WORK INSTRUCTION
Using the listing below, set down exactly the lines starting at the line that contains "let mut report" and ending at the line that contains "let step_no = index as u32 + 1;", both included, and no others.

PROVIDED DATA

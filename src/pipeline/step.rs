//! Step contract implemented by each job type's stages.
//!
//! Epistemic foundation:
//! - K_i: Steps of a pipeline run strictly in declaration order
//! - K_i: Unit keys are natural keys, stable across resume
//! - B_i: Processing a unit may fail → UnitError, classified by the step
//! - I^R: Cursor encoding and concurrency are per-step choices

use crate::client::Session;
use crate::models::{Cursor, Unit, UnitError};
use async_trait::async_trait;
use rusqlite::Connection;
use std::fmt;
use std::sync::Arc;

/// One ordered stage of a job.
///
/// `units` is the input collaborator, `process` the external interaction and
/// `persist` the output collaborator. `persist` runs inside a per-unit
/// savepoint and must upsert by the unit's key.
#[async_trait]
pub trait Step: Send + Sync {
    fn name(&self) -> &str;

    /// Name of the external target guarded by a circuit breaker.
    fn dependency(&self) -> &str {
        self.name()
    }

    /// Units still to enumerate from `cursor`, in input order.
    fn units(&self, cursor: &Cursor) -> anyhow::Result<Vec<Unit>>;

    async fn process(
        &self,
        unit: &Unit,
        session: Option<&Session>,
    ) -> Result<serde_json::Value, UnitError>;

    fn persist(
        &self,
        conn: &Connection,
        unit: &Unit,
        output: &serde_json::Value,
    ) -> anyhow::Result<()>;

    /// Cursor after the first `consumed` units listed from `from` are terminal.
    ///
    /// `last` is the final unit of that prefix. The default counts offsets,
    /// or records the last key for key cursors. Token-paged steps override it.
    fn advance_cursor(&self, from: &Cursor, last: &Unit, consumed: u64) -> Cursor {
        match from {
            Cursor::Start => Cursor::Offset(consumed),
            Cursor::Offset(n) => Cursor::Offset(n + consumed),
            Cursor::Key(_) => Cursor::Key(last.key.clone()),
            Cursor::Token(token) => Cursor::Token(token.clone()),
        }
    }

    /// Whether workers need an automation session to process units.
    fn needs_session(&self) -> bool {
        true
    }

    /// Worker count for this step, overriding the pool default.
    fn concurrency(&self) -> Option<usize> {
        None
    }
}

/// A job type's fixed, ordered list of steps.
#[derive(Clone)]
pub struct Pipeline {
    job_type: String,
    steps: Vec<Arc<dyn Step>>,
}

impl Pipeline {
    pub fn new(job_type: impl Into<String>) -> Self {
        Self {
            job_type: job_type.into(),
            steps: Vec::new(),
        }
    }

    /// Append a step; steps are numbered from 1 in insertion order.
    pub fn step(mut self, step: impl Step + 'static) -> Self {
        self.steps.push(Arc::new(step));
        self
    }

    pub fn job_type(&self) -> &str {
        &self.job_type
    }

    pub fn steps(&self) -> &[Arc<dyn Step>] {
        &self.steps
    }

    pub fn len(&self) -> usize {
        self.steps.len()
    }

    pub fn is_empty(&self) -> bool {
        self.steps.is_empty()
    }
}

impl fmt::Debug for Pipeline {
    fn fmt(&self, f: &mut fmt::Formatter<'_>) -> fmt::Result {
        let names: Vec<&str> = self.steps.iter().map(|s| s.name()).collect();
        f.debug_struct("Pipeline")
            .field("job_type", &self.job_type)
            .field("steps", &names)
            .finish()
    }
}
impl PipelineExecutor {
    pub fn new(db: Arc<Database>, config: Config, sessions: Arc<dyn SessionProvider>) -> Self {
        Self {
            db,
            config,
            sessions,
            probe: Arc::new(SystemProbe),
            owner: ProcessOwner::current(),
            hooks: HookRegistry::new(),
            stop: CancellationToken::new(),
        }
    }

    pub fn with_probe(mut self, probe: Arc<dyn ProcessProbe>) -> Self {
        self.probe = probe;
        self
    }

    /// Act as `owner` for leases and resource ownership.
    pub fn with_owner(mut self, owner: ProcessOwner) -> Self {
        self.owner = owner;
        self
    }

    pub fn with_hook(mut self, hook: Arc<dyn StepHook>) -> Self {
        self.hooks.register(hook);
        self
    }

    pub fn with_stop(mut self, stop: CancellationToken) -> Self {
        self.stop = stop;
        self
    }

    /// Token that stops the run between units when cancelled.
    pub fn stop_token(&self) -> CancellationToken {
        self.stop.clone()
    }

    pub fn ledger(&self) -> RunLedger {
        RunLedger::new(Arc::clone(&self.db), Arc::clone(&self.probe), self.config.lease.ttl())
            .with_owner(self.owner.clone())
    }

    pub fn checkpoints(&self) -> CheckpointStore {
        CheckpointStore::new(Arc::clone(&self.db))
    }

    pub fn tracker(&self) -> ResourceTracker {
        ResourceTracker::new(
            Arc::clone(&self.db),
            Arc::clone(&self.probe),
            self.config.sessions.max_live,
        )
        .with_owner(self.owner.clone())
    }

    /// Execute `pipeline`, fresh or resuming its latest unfinished run.
    ///
    /// Step failures are reported in the returned [`RunReport`]; `Err` is
    /// reserved for run-level problems (lease conflict, state database).
    ///
    /// A run that loses its lease stops and returns [`HarvestError::LeaseLost`]
    /// without touching the run's status, which the new holder now owns.
    pub async fn run(&self, pipeline: &Pipeline, mode: RunMode) -> Result<RunReport> {
        let job_type = pipeline.job_type();
        if pipeline.is_empty() {
            return Err(HarvestError::precondition(format!(
                "pipeline '{job_type}' has no steps"
            )));
        }

        let ledger = self.ledger();
        let store = self.checkpoints();
        let tracker = Arc::new(self.tracker());

        let run_id = ledger.register(job_type, mode)?;
        let orphans = tracker.sweep_orphans(&run_id, self.sessions.as_ref())?;
        ledger.mark_running(&run_id)?;
        self.hooks.run_start(&run_id, job_type, mode);
        info!(run_id = %run_id, job_type, mode = %mode, steps = pipeline.len(), "Pipeline started");

        let breakers = Arc::new(BreakerRegistry::new(self.config.breaker_for(job_type)));
        let pool = WorkerPool::new(
            UnitWriter::new(Arc::clone(&self.db)).with_fence(ledger.fence(job_type)),
            Arc::clone(&tracker),
            Arc::clone(&self.sessions),
            self.config.sessions.profile.clone(),
            self.config.pool_for(job_type),
            Arc::clone(&breakers),
        );

        let mut report = RunReport {
            run_id: run_id.clone(),
            job_type: job_type.to_string(),
            status: RunStatus::Running,
            steps: Vec::with_capacity(pipeline.len()),
            orphans,
            failure: None,
        };

        for (index, step) in pipeline.steps().iter().enumerate() {
            let step_no = index as u32 + 1;

            if let Some(cp) = store.get(&run_id, step_no)? {
                if cp.status == StepStatus::Done {
                    debug!(run_id = %run_id, step = step_no, "Step already done, skipping");
                    report.steps.push(StepSummary {
                        step: step_no,
                        name: step.name().to_string(),
                        status: StepStatus::Done,
                        rows_processed: cp.rows_processed,
                        succeeded: 0,
                        hard_failed: 0,
                        retries: 0,
                        skipped: true,
                    });
                    continue;
                }
            }

            if self.stop.is_cancelled() {
                return self.finish_aborted(&ledger, report);
            }

            if !ledger.renew_lease(job_type, &run_id)? {
                return Err(lease_lost(job_type, &run_id));
            }
            self.hooks.step_start(&run_id, step_no);
            info!(run_id = %run_id, step = step_no, name = step.name(), "Step starting");

            let step_stop = self.stop.child_token();
            let finished = CancellationToken::new();
            let (end, held) = tokio::join!(
                async {
                    let end = self
                        .run_step(&pool, &store, &run_id, step_no, step, &step_stop)
                        .await;
                    finished.cancel();
                    end
                },
                keep_lease(&ledger, job_type, &run_id, &finished, &step_stop),
            );
            let end = match end {
                _ if !held => Err(lease_lost(job_type, &run_id)),
                Err(e) if e.is_lease_lost() => Err(e),
                Ok(end) => Ok(end),
                Err(e) => Ok(StepEnd::Failed {
                    reason: e.to_string(),
                    report: None,
                }),
            };
            let end = match end {
                Ok(end) => end,
                Err(e) => {
                    let rows = store
                        .get(&run_id, step_no)?
                        .map_or(0, |cp| cp.rows_processed);
                    self.hooks.step_end(&run_id, step_no, rows, StepOutcome::Aborted);
                    return Err(e);
                }
            };

            match end {
                StepEnd::Done(pool_report) => {
                    let rows = store
                        .get(&run_id, step_no)?
                        .map_or(pool_report.rows_processed, |cp| cp.rows_processed);
                    self.hooks.step_end(&run_id, step_no, rows, StepOutcome::Done);
                    report.steps.push(summary(
                        step_no,
                        step.as_ref(),
                        StepStatus::Done,
                        rows,
                        &pool_report,
                    ));
                }
                StepEnd::Stopped(pool_report) => {
                    let rows = store
                        .get(&run_id, step_no)?
                        .map_or(0, |cp| cp.rows_processed);
                    self.hooks.step_end(&run_id, step_no, rows, StepOutcome::Aborted);
                    report.steps.push(summary(
                        step_no,
                        step.as_ref(),
                        StepStatus::Running,
                        rows,
                        &pool_report,
                    ));
                    return self.finish_aborted(&ledger, report);
                }
                StepEnd::Failed {
                    reason,
                    report: pool_report,
                } => {
                    let failure = self.fail_step(
                        &store,
                        &breakers,
                        &run_id,
                        step_no,
                        step.as_ref(),
                        reason,
                    )?;
                    let rows = store
                        .get(&run_id, step_no)?
                        .map_or(0, |cp| cp.rows_processed);
                    self.hooks.step_end(&run_id, step_no, rows, StepOutcome::Failed);
                    if let Some(pool_report) = &pool_report {
                        report.steps.push(summary(
                            step_no,
                            step.as_ref(),
                            StepStatus::Failed,
                            rows,
                            pool_report,
                        ));
                    }

                    error!(run_id = %run_id, failure = %failure, "Run failed");
                    ledger.mark_failed(&run_id, &failure.to_string())?;
                    self.hooks.run_end(&run_id, job_type, RunStatus::Failed);
                    report.status = RunStatus::Failed;
                    report.failure = Some(failure);
                    return Ok(report);
                }
            }
        }

        if !ledger.renew_lease(job_type, &run_id)? {
            return Err(lease_lost(job_type, &run_id));
        }
        ledger.mark_completed(&run_id)?;
        self.hooks.run_end(&run_id, job_type, RunStatus::Completed);
        report.status = RunStatus::Completed;
        info!(run_id = %run_id, rows = report.total_rows(), "Pipeline completed");
        Ok(report)
    }

    async fn run_step(
        &self,
        pool: &WorkerPool,
        store: &CheckpointStore,
        run_id: &RunId,
        step_no: u32,
        step: &Arc<dyn Step>,
        stop: &CancellationToken,
    ) -> Result<StepEnd> {
        let cursor = store.begin_step(run_id, step_no, step.name())?;
        let units = step.units(&cursor).map_err(HarvestError::Source)?;
        let work = StepWork {
            run_id: run_id.clone(),
            step: step_no,
            done: store.terminal_units(run_id, step_no)?,
            prior_failures: store.retry_counts(run_id, step_no)?,
            cursor,
            units,
        };
        if work.units.len() == 1 {
            debug!(run_id = %run_id, step = step_no, "Single-unit step, running inline");
        }

        let report = pool.run(Arc::clone(step), work, stop).await?;
        match &report.outcome {
            PoolOutcome::Completed => {
                store.complete_step(run_id, step_no)?;
                Ok(StepEnd::Done(report))
            }
            PoolOutcome::Stopped => Ok(StepEnd::Stopped(report)),
            PoolOutcome::BreakerTripped(state) => Ok(StepEnd::Failed {
                reason: format!("circuit breaker open past max pause ({state})"),
                report: Some(report),
            }),
            PoolOutcome::Incomplete { remaining } => Ok(StepEnd::Failed {
                reason: format!("{remaining} units left unprocessed"),
                report: Some(report),
            }),
        }
    }

    fn fail_step(
        &self,
        store: &CheckpointStore,
        breakers: &BreakerRegistry,
        run_id: &RunId,
        step_no: u32,
        step: &dyn Step,
        reason: String,
    ) -> Result<StepFailureReport> {
        match store.fail_step(run_id, step_no, &reason) {
            Ok(()) => {}
            // The step never got as far as `begin_step`.
            Err(HarvestError::Precondition(detail)) => {
                warn!(run_id = %run_id, step = step_no, detail = %detail, "Step checkpoint not failed");
            }
            Err(e) => return Err(e),
        }
        let hard_failed = store.unit_counts(run_id, step_no)?.hard_failure;
        Ok(StepFailureReport {
            step: step_no,
            name: step.name().to_string(),
            hard_failed,
            breaker: breakers.get(step.dependency()).snapshot(),
            reason,
        })
    }

    fn finish_aborted(&self, ledger: &RunLedger, mut report: RunReport) -> Result<RunReport> {
        warn!(run_id = %report.run_id, "Stop requested, run aborted");
        ledger.mark_aborted(&report.run_id)?;
        self.hooks
            .run_end(&report.run_id, &report.job_type, RunStatus::Aborted);
        report.status = RunStatus::Aborted;
        Ok(report)
    }
}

ANSWER FOR THIS EXERCISE
        let mut report = RunReport {
            run_id: run_id.clone(),
            job_type: job_type.to_string(),
            status: RunStatus::Running,
            steps: Vec::with_capacity(pipeline.len()),
            orphans,
            failure: None,
        };

        for (index, step) in pipeline.steps().iter().enumerate() {
            let step_no = index as u32 + 1;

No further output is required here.